Items from a dataset
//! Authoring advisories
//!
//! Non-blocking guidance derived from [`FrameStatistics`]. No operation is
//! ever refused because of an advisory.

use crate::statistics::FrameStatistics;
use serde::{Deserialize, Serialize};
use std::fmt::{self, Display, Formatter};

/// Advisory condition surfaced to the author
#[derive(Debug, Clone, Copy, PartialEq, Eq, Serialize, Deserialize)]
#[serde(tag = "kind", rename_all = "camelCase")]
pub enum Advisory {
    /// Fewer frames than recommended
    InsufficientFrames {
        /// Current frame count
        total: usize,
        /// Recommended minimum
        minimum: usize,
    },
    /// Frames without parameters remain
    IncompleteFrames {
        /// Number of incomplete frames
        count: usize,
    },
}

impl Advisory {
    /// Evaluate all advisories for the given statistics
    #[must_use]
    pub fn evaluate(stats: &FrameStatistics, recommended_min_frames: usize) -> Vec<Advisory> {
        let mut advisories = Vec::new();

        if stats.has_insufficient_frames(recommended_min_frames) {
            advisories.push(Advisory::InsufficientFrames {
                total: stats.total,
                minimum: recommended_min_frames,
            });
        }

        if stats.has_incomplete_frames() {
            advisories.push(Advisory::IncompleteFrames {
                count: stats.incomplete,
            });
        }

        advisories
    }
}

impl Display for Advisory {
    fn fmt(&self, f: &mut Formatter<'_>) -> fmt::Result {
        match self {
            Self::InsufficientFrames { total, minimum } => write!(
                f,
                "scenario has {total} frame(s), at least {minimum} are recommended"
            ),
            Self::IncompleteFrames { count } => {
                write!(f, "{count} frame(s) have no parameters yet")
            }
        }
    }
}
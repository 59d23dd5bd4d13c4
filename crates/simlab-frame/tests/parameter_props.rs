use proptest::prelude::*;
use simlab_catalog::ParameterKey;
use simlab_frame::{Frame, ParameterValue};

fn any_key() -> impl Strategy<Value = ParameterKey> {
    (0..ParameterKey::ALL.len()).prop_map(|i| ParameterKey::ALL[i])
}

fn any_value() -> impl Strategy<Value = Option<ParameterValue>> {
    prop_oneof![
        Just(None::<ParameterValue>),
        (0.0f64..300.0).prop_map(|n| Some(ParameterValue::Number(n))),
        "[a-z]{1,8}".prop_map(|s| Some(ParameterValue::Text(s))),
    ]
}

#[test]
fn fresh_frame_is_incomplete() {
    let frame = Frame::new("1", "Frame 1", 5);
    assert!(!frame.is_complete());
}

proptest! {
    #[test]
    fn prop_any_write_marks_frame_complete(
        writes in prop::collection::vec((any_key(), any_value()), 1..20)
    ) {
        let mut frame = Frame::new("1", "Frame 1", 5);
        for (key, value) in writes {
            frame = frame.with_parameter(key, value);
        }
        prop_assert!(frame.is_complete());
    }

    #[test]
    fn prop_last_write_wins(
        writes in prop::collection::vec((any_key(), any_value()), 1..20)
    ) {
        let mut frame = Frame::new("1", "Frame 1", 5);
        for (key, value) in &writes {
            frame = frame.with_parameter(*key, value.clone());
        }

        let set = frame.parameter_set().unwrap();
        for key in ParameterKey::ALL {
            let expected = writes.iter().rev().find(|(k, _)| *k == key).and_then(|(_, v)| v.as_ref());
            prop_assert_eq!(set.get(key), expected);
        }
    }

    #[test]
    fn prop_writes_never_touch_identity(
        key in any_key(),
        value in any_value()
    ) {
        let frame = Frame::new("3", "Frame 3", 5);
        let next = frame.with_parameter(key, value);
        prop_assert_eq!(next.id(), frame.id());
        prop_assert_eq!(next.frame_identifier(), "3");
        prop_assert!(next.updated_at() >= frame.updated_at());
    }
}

* * *

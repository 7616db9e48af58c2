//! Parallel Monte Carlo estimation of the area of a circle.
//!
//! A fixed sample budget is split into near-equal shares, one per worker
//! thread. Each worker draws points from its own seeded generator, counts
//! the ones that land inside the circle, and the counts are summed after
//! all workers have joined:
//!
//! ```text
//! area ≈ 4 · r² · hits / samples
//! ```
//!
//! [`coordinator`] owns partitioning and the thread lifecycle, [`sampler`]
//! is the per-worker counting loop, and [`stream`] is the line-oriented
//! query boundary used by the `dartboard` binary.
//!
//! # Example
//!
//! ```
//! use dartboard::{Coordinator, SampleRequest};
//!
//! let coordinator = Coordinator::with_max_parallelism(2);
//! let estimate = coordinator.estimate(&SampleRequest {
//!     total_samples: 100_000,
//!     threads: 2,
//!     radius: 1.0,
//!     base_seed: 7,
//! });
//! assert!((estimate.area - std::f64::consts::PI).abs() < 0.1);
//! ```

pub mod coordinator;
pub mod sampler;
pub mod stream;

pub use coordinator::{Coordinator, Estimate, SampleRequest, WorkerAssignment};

• [Brief]
Whenever a line of the data includes the word "circle", show that line in full.

• [Task result]
//! Parallel Monte Carlo estimation of the area of a circle.
//! the ones that land inside the circle, and the counts are summed after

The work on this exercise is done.